QTPA Member Alert |Australian Economic Developments
Australian Economic Developments
Key data was released this week on Australian business investment. Private capital expenditure data for Q1 confirmed mining investment continued to slow in early 2014, but there are some signs that non-mining investment may be strengthening. Construction data highlighted that residential investment is thriving, while commercial and engineering construction is weak (as confirmed also in the latest Ai Group-ACA Construction Outlook, released last week). Finally, a government report on resource projects detailed where resource sector investment is slowing but also showed a high level of investment particularly in LNG continues to take place across the country.
Building and structures investment by businesses fell by 7.4% q/q in seasonally-adjusted and inflation-adjusted terms in the March quarter. Spending was down by 2.5% over the year. The majority of mining investment belongs in this category (i.e. building or expanding new mines known as ‘engineering construction’) but there has also been weakness in commercial construction, as evidenced in other data released this week by the ABS.
Across the states, NSW posted a strong quarter of capital spending, with CAPEX rising by 7.6% in the quarter. South Australia also clocked a rise of 4.9% q/q and Tasmania saw a 3.2% q/q rise in the March quarter, although both have been weak over the past year.
Western Australia still accounts for the largest state share of national CAPEX (36.4%), despite the slowing in mining investment which resulted in a decline of 2.1% q/q in March. Queensland experienced an 11.1% q/q decline in quarterly investment, but still accounted for 28.6% of national investment in the quarter. Victoria recorded a small fall of 1.0% q/q in the quarter in real investment.
ABS Construction Work Done, Q1 2014
The total volume of construction work done increased by 0.3% q/q (to $53.6 billion, seasonally adjusted) in the March quarter 2014 to be up 2.6% p.a. Residential construction underpinned the increase in work done in Q1 2014, consistent with the solid lift in building approvals observed over the past year.

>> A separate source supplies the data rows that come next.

use ocrtunes_engine::coords::{Rect, Vec2};
use ocrtunes_engine::input::Key;

use crate::config::WidgetConfig;
use crate::error::BuildError;
use crate::event::{EventCtx, UiEvent};
use crate::layout;
use crate::painter::Painter;
use crate::style::Style;
use crate::widget::{Editable, LayoutCtx, Widget};

/// Left inset of non-centred text.
pub(crate) const TEXT_INSET: f32 = 20.0;

/// Single-line text display that can optionally be edited.
///
/// Editing state machine:
/// - press inside: clear the text (if any) and toggle editing
/// - press outside: stop editing
/// - while editing: Backspace pops, Enter stops, printable input appends up
///   to `max_length` characters, Ctrl+V pastes from the system clipboard
///
/// Outside an edit session the field is never empty: `update` restores the
/// placeholder. Callers compare against [`Editable::placeholder`] to detect an
/// unfilled field.
#[derive(Debug)]
pub struct TextField {
    rect: Rect,
    text: String,
    placeholder: String,
    max_length: usize,
    editable: bool,
    editing: bool,

    style: Style,
    background: bool,
    centred: bool,
    text_size: Vec2,
}

impl TextField {
    pub fn new(config: &WidgetConfig, style: Style) -> Result<Self, BuildError> {
        let rect = config.rect()?;
        let placeholder = config.placeholder.clone().unwrap_or_else(|| config.text.clone());
        let text = if config.text.is_empty() { placeholder.clone() } else { config.text.clone() };
        let mut style = style;
        if let Some(size) = config.font_size {
            style.font_size = size;
        }
        if let Some(r) = config.radius {
            style.radius = r;
        }
        Ok(Self {
            rect,
            text,
            placeholder,
            max_length: config.max_length.unwrap_or(usize::MAX),
            editable: config.editable,
            editing: false,
            style,
            background: config.background,
            centred: config.centred,
            text_size: Vec2::zero(),
        })
    }

    /// The entered text, or `None` while the placeholder is showing.
    pub fn value(&self) -> Option<&str> {
        (self.text != self.placeholder && !self.text.is_empty()).then_some(self.text.as_str())
    }

    /// Replaces the placeholder. Also shows it when the field is not being edited.
    pub fn set_placeholder(&mut self, placeholder: impl Into<String>) {
        self.placeholder = placeholder.into();
        if !self.editing {
            self.text = self.placeholder.clone();
        }
    }

    /// Leaves any edit session and shows the placeholder.
    pub fn reset(&mut self) {
        self.editing = false;
        self.text = self.placeholder.clone();
    }

    #[inline]
    pub fn max_length(&self) -> usize {
        self.max_length
    }

    fn push_str(&mut self, s: &str) {
        for c in s.chars().filter(|c| !c.is_control()) {
            if self.text.chars().count() >= self.max_length {
                break;
            }
            self.text.push(c);
        }
    }

    fn paste(&mut self) {
        match arboard::Clipboard::new().and_then(|mut c| c.get_text()) {
            Ok(s) => self.push_str(&s),
            Err(e) => log::warn!("clipboard unavailable: {e}"),
        }
    }

    /// Shared by [`super::SearchOverlay`], which draws extra rows below.
    pub(crate) fn style(&self) -> &Style {
        &self.style
    }
}

impl Widget for TextField {
    fn rect(&self) -> Rect {
        self.rect
    }

    fn handle_event(&mut self, event: &UiEvent, _ctx: &EventCtx) {
        if !self.editable {
            return;
        }
        match event {
            UiEvent::PointerDown { .. } => {
                if event.pressed_in(self.rect) {
                    self.text.clear();
                    self.editing = !self.editing;
                } else {
                    self.editing = false;
                }
            }
            UiEvent::KeyDown { key, modifiers, text } if self.editing => match key {
                Key::Backspace => {
                    self.text.pop();
                }
                Key::Enter => self.editing = false,
                Key::Character('v') if modifiers.ctrl || modifiers.meta => self.paste(),
                _ if modifiers.ctrl || modifiers.meta => {}
                _ => {
                    if let Some(t) = text {
                        self.push_str(t);
                    }
                }
            },
            UiEvent::Text { text } if self.editing => self.push_str(text),
            _ => {}
        }
    }

    fn update(&mut self, ctx: &LayoutCtx<'_>) {
        if !self.editing && self.text.is_empty() {
            self.text = self.placeholder.clone();
        }
        self.text_size = ctx.measure(&self.text, self.style.font, self.style.font_size);
    }

    fn draw(&self, painter: &mut Painter<'_>) {
        if self.background {
            let color = if self.editing { self.style.active } else { self.style.background };
            painter.fill_rounded_rect(self.rect, self.style.radius, color, None);
        }
        let origin = layout::text_origin(self.rect, self.text_size, self.centred, TEXT_INSET);
        painter.text(&self.text, self.style.font, self.style.font_size, self.style.text, origin);
    }

    fn is_active(&self) -> bool {
        self.editing
    }
}

impl Editable for TextField {
    fn text(&self) -> &str {
        &self.text
    }

    fn placeholder(&self) -> &str {
        &self.placeholder
    }

    fn is_editing(&self) -> bool {
        self.editing
    }

    fn set_text(&mut self, text: &str) {
        self.text = text.to_owned();
    }
}

#[cfg(test)]
mod tests {
    use super::*;
    use crate::testing::{click, key, layout_ctx, typed};
    use ocrtunes_engine::input::Modifiers;
    use ocrtunes_engine::text::FontSystem;
    use proptest::prelude::*;

    fn field(max: usize) -> TextField {
        TextField::new(
            &WidgetConfig::new(0.0, 0.0, 200.0, 50.0).text("Username").editable(true).max_length(max),
            Style::default(),
        )
        .unwrap()
    }

    fn type_str(f: &mut TextField, s: &str) {
        for c in s.chars() {
            f.handle_event(&typed(c), &EventCtx::default());
        }
    }

    // ── editing ───────────────────────────────────────────────────────────

    #[test]
    fn press_inside_clears_and_starts_editing() {
        let mut f = field(22);
        f.handle_event(&click(10.0, 10.0), &EventCtx::default());
        assert!(f.is_editing());
        assert_eq!(f.text(), "");
        type_str(&mut f, "bob");
        assert_eq!(f.text(), "bob");
        assert_eq!(f.value(), Some("bob"));
    }

    #[test]
    fn press_outside_stops_editing_and_keeps_text() {
        let mut f = field(22);
        f.handle_event(&click(10.0, 10.0), &EventCtx::default());
        type_str(&mut f, "bob");
        f.handle_event(&click(500.0, 10.0), &EventCtx::default());
        assert!(!f.is_editing());
        assert_eq!(f.text(), "bob");
    }

    #[test]
    fn backspace_and_enter() {
        let mut f = field(22);
        f.handle_event(&click(10.0, 10.0), &EventCtx::default());
        type_str(&mut f, "abc");
        f.handle_event(&key(Key::Backspace), &EventCtx::default());
        assert_eq!(f.text(), "ab");
        f.handle_event(&key(Key::Enter), &EventCtx::default());
        assert!(!f.is_editing());
        assert_eq!(f.text(), "ab");
    }

    #[test]
    fn input_stops_at_max_length() {
        let mut f = field(3);
        f.handle_event(&click(10.0, 10.0), &EventCtx::default());
        type_str(&mut f, "abcdef");
        assert_eq!(f.text(), "abc");
    }

    #[test]
    fn keys_ignored_when_not_editing() {
        let mut f = field(22);
        type_str(&mut f, "abc");
        assert_eq!(f.text(), "Username");
    }

    #[test]
    fn ctrl_shortcuts_do_not_insert_text() {
        let mut f = field(22);
        f.handle_event(&click(10.0, 10.0), &EventCtx::default());
        let ctrl_a = UiEvent::KeyDown {
            key: Key::Character('a'),
            modifiers: Modifiers { ctrl: true, ..Modifiers::default() },
            text: Some("\u{1}".into()),
        };
        f.handle_event(&ctrl_a, &EventCtx::default());
        assert_eq!(f.text(), "");
    }

    #[test]
    fn read_only_field_ignores_presses() {
        let mut f = TextField::new(&WidgetConfig::new(0.0, 0.0, 200.0, 50.0).text("Error"), Style::default())
            .unwrap();
        f.handle_event(&click(10.0, 10.0), &EventCtx::default());
        assert!(!f.is_editing());
        assert_eq!(f.text(), "Error");
        assert_eq!(f.value(), None);
    }

    // ── placeholder ───────────────────────────────────────────────────────

    #[test]
    fn placeholder_returns_after_empty_edit() {
        let fonts = FontSystem::new();
        let mut f = field(22);
        f.handle_event(&click(10.0, 10.0), &EventCtx::default());
        f.update(&layout_ctx(&fonts));
        assert_eq!(f.text(), "", "stays empty while editing");
        f.handle_event(&click(500.0, 10.0), &EventCtx::default());
        f.update(&layout_ctx(&fonts));
        assert_eq!(f.text(), "Username");
        assert_eq!(f.value(), None);
    }

    #[test]
    fn set_placeholder_shows_when_idle() {
        let mut f = field(22);
        f.set_placeholder("My Playlist #2");
        assert_eq!(f.text(), "My Playlist #2");
    }

    proptest! {
        #[test]
        fn idle_empty_field_restores_placeholder(text in ".{0,12}", editing in any::<bool>()) {
            let fonts = FontSystem::new();
            let mut f = field(22);
            if editing {
                f.handle_event(&click(10.0, 10.0), &EventCtx::default());
            }
            f.set_text(&text);
            f.update(&layout_ctx(&fonts));
            if !f.is_editing() && text.is_empty() {
                prop_assert_eq!(f.text(), "Username");
            } else {
                prop_assert_eq!(f.text(), text.as_str());
            }
        }
    }
}
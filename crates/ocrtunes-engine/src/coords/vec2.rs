use core::ops::{Add, AddAssign, Mul, Neg, Sub};

/// 2D vector in logical pixels.
#[derive(Debug, Copy, Clone, Default, PartialEq)]
pub struct Vec2 {
    pub x: f32,
    pub y: f32,
}

impl Vec2 {
    #[inline]
    pub const fn new(x: f32, y: f32) -> Self {
        Self { x, y }
    }

    #[inline]
    pub const fn zero() -> Self {
        Self { x: 0.0, y: 0.0 }
    }

    #[inline]
    pub fn is_finite(self) -> bool {
        self.x.is_finite() && self.y.is_finite()
    }
}

impl Add for Vec2 {
    type Output = Vec2;
    #[inline]
    fn add(self, rhs: Vec2) -> Vec2 {
        Vec2::new(self.x + rhs.x, self.y + rhs.y)
    }
}

impl AddAssign for Vec2 {
    #[inline]
    fn add_assign(&mut self, rhs: Vec2) {
        self.x += rhs.x;
        self.y += rhs.y;
    }
}

impl Sub for Vec2 {
    type Output = Vec2;
    #[inline]
    fn sub(self, rhs: Vec2) -> Vec2 {
        Vec2::new(self.x - rhs.x, self.y - rhs.y)
    }
}

impl Neg for Vec2 {
    type Output = Vec2;
    #[inline]
    fn neg(self) -> Vec2 {
        Vec2::new(-self.x, -self.y)
    }
}

impl Mul<f32> for Vec2 {
    type Output = Vec2;
    #[inline]
    fn mul(self, rhs: f32) -> Vec2 {
        Vec2::new(self.x * rhs, self.y * rhs)
    }
}
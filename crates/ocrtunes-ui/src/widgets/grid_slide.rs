use ocrtunes_engine::coords::Rect;

use crate::config::WidgetConfig;
use crate::error::BuildError;
use crate::event::{EventCtx, UiEvent};
use crate::layout;
use crate::painter::Painter;
use crate::widget::{LayoutCtx, Scrollable, Widget};
use crate::widgets::item_list::{ListStyle, ROW_GAP};
use crate::widgets::playlist_card::PlaylistCard;
use crate::widgets::track::ScrollArea;

/// Playlist cards wrapped into `columns` per row, scrolled vertically.
///
/// Same slider mechanics as [`super::ScrollableList`]; card `i` sits in column
/// `i % columns`, row `i / columns`. A press on a visible card selects it.
#[derive(Debug)]
pub struct GridSlide {
    area: ScrollArea,
    cards: Vec<PlaylistCard>,
    visible: Vec<bool>,
    selected: Option<usize>,
    style: ListStyle,
}

impl GridSlide {
    /// `config` gives the first card's rect.
    pub fn new(
        config: &WidgetConfig,
        cards: Vec<PlaylistCard>,
        columns: usize,
        max_rows: usize,
        style: ListStyle,
    ) -> Result<Self, BuildError> {
        let area = ScrollArea::new(config.rect()?, ROW_GAP, max_rows, columns)?;
        let mut grid = Self { area, cards, visible: Vec::new(), selected: None, style };
        grid.relayout();
        Ok(grid)
    }

    #[inline]
    pub fn cards(&self) -> &[PlaylistCard] {
        &self.cards
    }

    /// Replaces the cards, resizing the thumb and dropping any selection.
    pub fn set_cards(&mut self, cards: Vec<PlaylistCard>) {
        self.cards = cards;
        self.selected = None;
        self.relayout();
    }

    pub fn selected(&self) -> Option<&PlaylistCard> {
        self.selected.and_then(|i| self.cards.get(i))
    }

    pub fn clear_selection(&mut self) {
        self.selected = None;
    }

    #[inline]
    pub fn is_visible(&self, index: usize) -> bool {
        self.visible.get(index).copied().unwrap_or(false)
    }

    fn relayout(&mut self) {
        let columns = self.area.columns();
        self.area.set_rows(layout::grid_rows(self.cards.len(), columns));
        let (first, gap, offset) = (self.area.first(), self.area.gap(), self.area.pixel_offset());
        self.visible.clear();
        for (i, card) in self.cards.iter_mut().enumerate() {
            let rect = layout::grid_cell(first, gap, columns, i, offset);
            card.set_rect(rect);
            self.visible.push(self.area.is_visible(rect));
        }
    }
}

impl Widget for GridSlide {
    fn rect(&self) -> Rect {
        self.area.bounds()
    }

    fn handle_event(&mut self, event: &UiEvent, ctx: &EventCtx) {
        if let Some(pos) = event.primary_press() {
            let hit = (0..self.cards.len()).find(|&i| self.visible[i] && self.cards[i].rect().contains(pos));
            if hit.is_some() {
                self.selected = hit;
            }
        }
        self.area.track_mut().handle_event(event, ctx);
    }

    fn update(&mut self, _ctx: &LayoutCtx<'_>) {
        self.relayout();
    }

    fn draw(&self, painter: &mut Painter<'_>) {
        self.area.track().draw(painter, self.style.slider, self.style.dragging);
        for (card, visible) in self.cards.iter().zip(&self.visible) {
            if *visible {
                card.draw(painter);
            }
        }
        self.area.draw_guards(painter, self.style.guard);
    }

    fn is_active(&self) -> bool {
        self.area.track().is_dragging()
    }

    fn as_scrollable_mut(&mut self) -> Option<&mut dyn Scrollable> {
        Some(self)
    }
}

impl Scrollable for GridSlide {
    fn offset(&self) -> f32 {
        self.area.track().offset()
    }

    fn thumb(&self) -> Rect {
        self.area.track().thumb()
    }

    fn reset_scroll(&mut self) {
        self.area.track_mut().reset();
        self.relayout();
    }
}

Private sector construction work increased by 2.0% q/q in Q1 to be up by 5.0% over the year. In contrast, public construction decreased by 6.8% q/q in Q1 (-7.4% p.a.) reflecting lower social infrastructure works, constrained public sector financing and the completion of some major projects. In a positive sign for the economy, the volume of residential work done rose by 6.8% q/q in Q1 2014, the strongest quarterly growth rate in more than three years. Within the residential construction sector, “other residential building”, including multi-unit dwellings led growth, rising by a solid 12.7% q/q in Q1. Detached house building construction lifted by +4.7% q/q while ‘alterations and additions’ work was broadly unchanged (+0.7% q/q) after rising by close to 3.0% q/q in Q4 2013.
The volume of non-residential work done (including offices, hotels and industrial premises) declined by 1.5% q/q in Q1, but was still 3.1% higher over the year to Q1. However, this segment is highly volatile. The Q1 decline follows growth (albeit modest) in the preceding three quarters, consistent with the recent improvement in the value of non-residential approvals (up by 4.3% over the six months to March 2014).
The volume of engineering construction (mainly resources and transport investment) fell by 1.6% q/q in Q1 to be broadly unchanged over the year. This is further confirmation of a weakening in mining-related engineering construction as resources investment winds back from peak levels. According to the Australian Bureau of Resources and Energy Economics semi-annual Resources and Energy Major Projects publication released this week, the value of committed resources and energy projects has now fallen from its peak of $268 billion in April 2013 to $229 billion at the end of April 2014. The non-mining states were the major contributors to the national growth in construction in Q1 with NSW.
The Mining Investment Slowdown
Mining and resources companies have pulled back from investing in new projects and/or expanding capacity, given the large increase in the supply of commodities seen globally over the past year. Demand for commodities from emerging economies like China and India has remained firm, and in fact continues to rise. But the global boom in investment experienced over the past five years is now yielding greater output, with the increase in supply now hitting markets and depressing commodity prices, despite the strength of demand.
Mining companies first began pulling back on coal projects and more recently on iron ore investment, which means that LNG, gas and oil projects, valued at $197 billion account for 86% of investment currently underway. However, the Bureau of Resources and Energy Economics (BREE) expects further declines in the years ahead as high value LNG projects currently underway like those in Queensland’s Bowen and Surat Basins, Curtis Island, as well as WA’s Gorgon and Wheatstone projects are completed. Despite the slowdown in mining investment, mining sector output will stay firm in the coming years, with BREE reporting Australia currently now has an annual production capacity of 215 million tonnes of iron ore, 43 million tonnes of coal and over 1100 petajoules of gas. Consequently, the economy will continue to benefit through export income, employment, royalties and taxes paid to governments.